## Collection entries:
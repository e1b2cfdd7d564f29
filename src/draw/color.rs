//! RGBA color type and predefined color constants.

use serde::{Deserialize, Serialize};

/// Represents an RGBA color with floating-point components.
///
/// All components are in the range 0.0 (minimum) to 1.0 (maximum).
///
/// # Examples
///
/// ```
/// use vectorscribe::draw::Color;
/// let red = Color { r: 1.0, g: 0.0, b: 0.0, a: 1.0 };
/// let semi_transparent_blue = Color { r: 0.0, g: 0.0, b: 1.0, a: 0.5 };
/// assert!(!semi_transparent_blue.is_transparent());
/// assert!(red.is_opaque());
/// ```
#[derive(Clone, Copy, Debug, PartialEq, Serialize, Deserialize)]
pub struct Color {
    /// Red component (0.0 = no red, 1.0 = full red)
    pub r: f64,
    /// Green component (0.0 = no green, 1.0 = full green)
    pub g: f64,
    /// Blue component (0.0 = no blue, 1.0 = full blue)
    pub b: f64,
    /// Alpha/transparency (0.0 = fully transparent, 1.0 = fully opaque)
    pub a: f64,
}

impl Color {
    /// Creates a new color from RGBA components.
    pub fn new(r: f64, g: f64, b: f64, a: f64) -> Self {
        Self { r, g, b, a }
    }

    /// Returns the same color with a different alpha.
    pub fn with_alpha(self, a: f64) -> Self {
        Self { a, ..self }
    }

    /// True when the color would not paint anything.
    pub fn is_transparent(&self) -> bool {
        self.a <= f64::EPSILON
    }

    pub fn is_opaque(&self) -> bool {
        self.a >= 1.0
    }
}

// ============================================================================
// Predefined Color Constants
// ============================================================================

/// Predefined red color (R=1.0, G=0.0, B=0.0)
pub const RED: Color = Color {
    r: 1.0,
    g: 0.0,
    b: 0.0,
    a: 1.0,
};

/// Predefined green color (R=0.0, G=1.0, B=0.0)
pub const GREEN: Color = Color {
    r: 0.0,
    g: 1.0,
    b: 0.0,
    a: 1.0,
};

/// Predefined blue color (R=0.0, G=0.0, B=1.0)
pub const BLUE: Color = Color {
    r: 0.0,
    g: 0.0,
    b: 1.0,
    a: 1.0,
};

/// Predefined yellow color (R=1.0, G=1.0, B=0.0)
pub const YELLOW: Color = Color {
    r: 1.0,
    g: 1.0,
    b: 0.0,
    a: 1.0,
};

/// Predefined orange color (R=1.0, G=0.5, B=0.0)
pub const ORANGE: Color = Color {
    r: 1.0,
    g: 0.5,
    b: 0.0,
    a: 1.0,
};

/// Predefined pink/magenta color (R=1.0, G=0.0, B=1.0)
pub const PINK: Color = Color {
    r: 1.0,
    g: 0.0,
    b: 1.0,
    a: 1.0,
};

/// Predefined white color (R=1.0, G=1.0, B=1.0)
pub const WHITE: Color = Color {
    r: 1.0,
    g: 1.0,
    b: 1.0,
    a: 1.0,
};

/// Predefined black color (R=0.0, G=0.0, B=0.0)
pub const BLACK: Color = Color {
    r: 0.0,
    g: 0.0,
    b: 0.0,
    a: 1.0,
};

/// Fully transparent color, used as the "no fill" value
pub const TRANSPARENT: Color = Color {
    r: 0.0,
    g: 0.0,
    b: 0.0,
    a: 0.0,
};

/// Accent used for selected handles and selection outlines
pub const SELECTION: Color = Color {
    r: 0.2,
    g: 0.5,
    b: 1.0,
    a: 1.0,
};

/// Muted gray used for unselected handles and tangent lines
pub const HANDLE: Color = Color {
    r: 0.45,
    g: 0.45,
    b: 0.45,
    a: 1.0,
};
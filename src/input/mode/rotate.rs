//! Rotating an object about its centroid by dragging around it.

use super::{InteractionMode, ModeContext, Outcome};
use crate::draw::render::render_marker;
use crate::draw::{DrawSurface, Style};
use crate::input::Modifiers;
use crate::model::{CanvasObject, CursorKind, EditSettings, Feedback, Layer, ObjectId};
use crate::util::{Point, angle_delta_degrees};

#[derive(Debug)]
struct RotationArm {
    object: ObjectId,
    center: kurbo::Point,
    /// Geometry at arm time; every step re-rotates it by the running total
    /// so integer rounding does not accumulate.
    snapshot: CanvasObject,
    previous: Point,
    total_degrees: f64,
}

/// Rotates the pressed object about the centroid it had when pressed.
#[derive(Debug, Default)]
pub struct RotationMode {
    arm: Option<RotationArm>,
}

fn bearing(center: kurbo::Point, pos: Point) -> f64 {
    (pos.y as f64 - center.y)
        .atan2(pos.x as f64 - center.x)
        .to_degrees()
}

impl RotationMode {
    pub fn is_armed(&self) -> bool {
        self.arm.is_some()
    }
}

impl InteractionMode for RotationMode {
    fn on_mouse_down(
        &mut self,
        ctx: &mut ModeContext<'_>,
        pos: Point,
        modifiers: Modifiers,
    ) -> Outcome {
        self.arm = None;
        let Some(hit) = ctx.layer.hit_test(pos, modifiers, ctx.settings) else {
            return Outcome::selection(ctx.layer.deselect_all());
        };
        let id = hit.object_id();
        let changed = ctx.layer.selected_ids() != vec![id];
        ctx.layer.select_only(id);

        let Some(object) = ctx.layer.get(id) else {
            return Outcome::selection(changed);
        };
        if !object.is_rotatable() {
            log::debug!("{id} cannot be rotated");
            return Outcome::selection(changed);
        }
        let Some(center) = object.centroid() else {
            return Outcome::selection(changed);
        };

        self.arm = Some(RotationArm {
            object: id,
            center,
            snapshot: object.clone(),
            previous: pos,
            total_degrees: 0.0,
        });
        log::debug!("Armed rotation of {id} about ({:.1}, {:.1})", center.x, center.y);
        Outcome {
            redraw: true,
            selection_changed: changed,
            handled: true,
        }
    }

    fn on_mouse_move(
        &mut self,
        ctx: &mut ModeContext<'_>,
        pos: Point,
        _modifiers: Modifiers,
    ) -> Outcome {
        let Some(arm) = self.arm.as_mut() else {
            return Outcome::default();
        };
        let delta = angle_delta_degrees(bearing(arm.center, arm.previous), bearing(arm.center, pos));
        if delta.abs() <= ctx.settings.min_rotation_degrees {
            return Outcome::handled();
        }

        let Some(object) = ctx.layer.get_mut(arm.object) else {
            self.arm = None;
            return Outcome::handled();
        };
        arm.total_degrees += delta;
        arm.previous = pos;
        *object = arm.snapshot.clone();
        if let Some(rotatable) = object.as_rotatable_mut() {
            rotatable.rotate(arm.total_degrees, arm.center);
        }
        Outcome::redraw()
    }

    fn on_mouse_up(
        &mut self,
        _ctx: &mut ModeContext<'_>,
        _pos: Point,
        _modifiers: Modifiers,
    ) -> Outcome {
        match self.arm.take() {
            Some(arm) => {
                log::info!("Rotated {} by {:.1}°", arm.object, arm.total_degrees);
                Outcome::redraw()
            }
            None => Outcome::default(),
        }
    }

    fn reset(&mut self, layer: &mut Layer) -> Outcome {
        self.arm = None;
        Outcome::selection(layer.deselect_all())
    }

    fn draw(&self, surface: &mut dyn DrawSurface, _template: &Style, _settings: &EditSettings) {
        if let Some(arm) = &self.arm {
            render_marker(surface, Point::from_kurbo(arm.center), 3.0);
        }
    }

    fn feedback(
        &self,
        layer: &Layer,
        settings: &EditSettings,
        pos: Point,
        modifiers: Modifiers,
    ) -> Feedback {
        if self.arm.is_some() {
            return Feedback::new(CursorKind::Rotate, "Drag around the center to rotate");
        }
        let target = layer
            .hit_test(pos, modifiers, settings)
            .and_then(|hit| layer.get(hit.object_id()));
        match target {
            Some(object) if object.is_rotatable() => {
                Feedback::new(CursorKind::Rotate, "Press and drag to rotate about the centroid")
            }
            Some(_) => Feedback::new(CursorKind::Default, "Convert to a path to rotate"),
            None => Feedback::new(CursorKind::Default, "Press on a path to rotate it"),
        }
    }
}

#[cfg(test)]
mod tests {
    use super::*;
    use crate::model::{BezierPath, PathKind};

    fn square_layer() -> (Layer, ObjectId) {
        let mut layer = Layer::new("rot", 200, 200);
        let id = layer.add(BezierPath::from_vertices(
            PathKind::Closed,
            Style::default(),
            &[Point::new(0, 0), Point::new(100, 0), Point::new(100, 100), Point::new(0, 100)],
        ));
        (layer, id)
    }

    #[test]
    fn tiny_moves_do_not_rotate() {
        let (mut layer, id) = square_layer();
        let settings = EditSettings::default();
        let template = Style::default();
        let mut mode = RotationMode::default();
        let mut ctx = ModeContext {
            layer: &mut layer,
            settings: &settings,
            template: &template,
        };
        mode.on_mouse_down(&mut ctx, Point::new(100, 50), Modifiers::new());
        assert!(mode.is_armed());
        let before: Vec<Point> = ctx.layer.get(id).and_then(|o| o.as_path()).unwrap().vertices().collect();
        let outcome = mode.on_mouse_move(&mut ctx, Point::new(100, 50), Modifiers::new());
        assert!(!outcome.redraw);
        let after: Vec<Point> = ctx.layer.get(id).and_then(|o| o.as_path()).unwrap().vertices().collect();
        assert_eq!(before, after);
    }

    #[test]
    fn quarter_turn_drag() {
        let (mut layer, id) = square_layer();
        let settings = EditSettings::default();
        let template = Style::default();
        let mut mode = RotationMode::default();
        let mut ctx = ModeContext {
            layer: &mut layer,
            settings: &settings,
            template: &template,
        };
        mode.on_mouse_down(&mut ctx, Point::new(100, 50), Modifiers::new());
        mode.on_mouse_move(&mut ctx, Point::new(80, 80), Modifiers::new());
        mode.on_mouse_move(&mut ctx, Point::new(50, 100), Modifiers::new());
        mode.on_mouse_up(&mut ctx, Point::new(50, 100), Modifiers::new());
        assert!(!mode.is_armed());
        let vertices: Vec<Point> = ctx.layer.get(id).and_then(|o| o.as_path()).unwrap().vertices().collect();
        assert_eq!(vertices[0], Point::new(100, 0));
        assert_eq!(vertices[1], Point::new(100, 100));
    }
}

## YOUR INSTRUCTIONS:
Every line holding the word "model" should be copied out of the records above.

## EXERCISE RESPONSE:
use crate::model::{CanvasObject, CursorKind, EditSettings, Feedback, Layer, ObjectId};
    use crate::model::{BezierPath, PathKind};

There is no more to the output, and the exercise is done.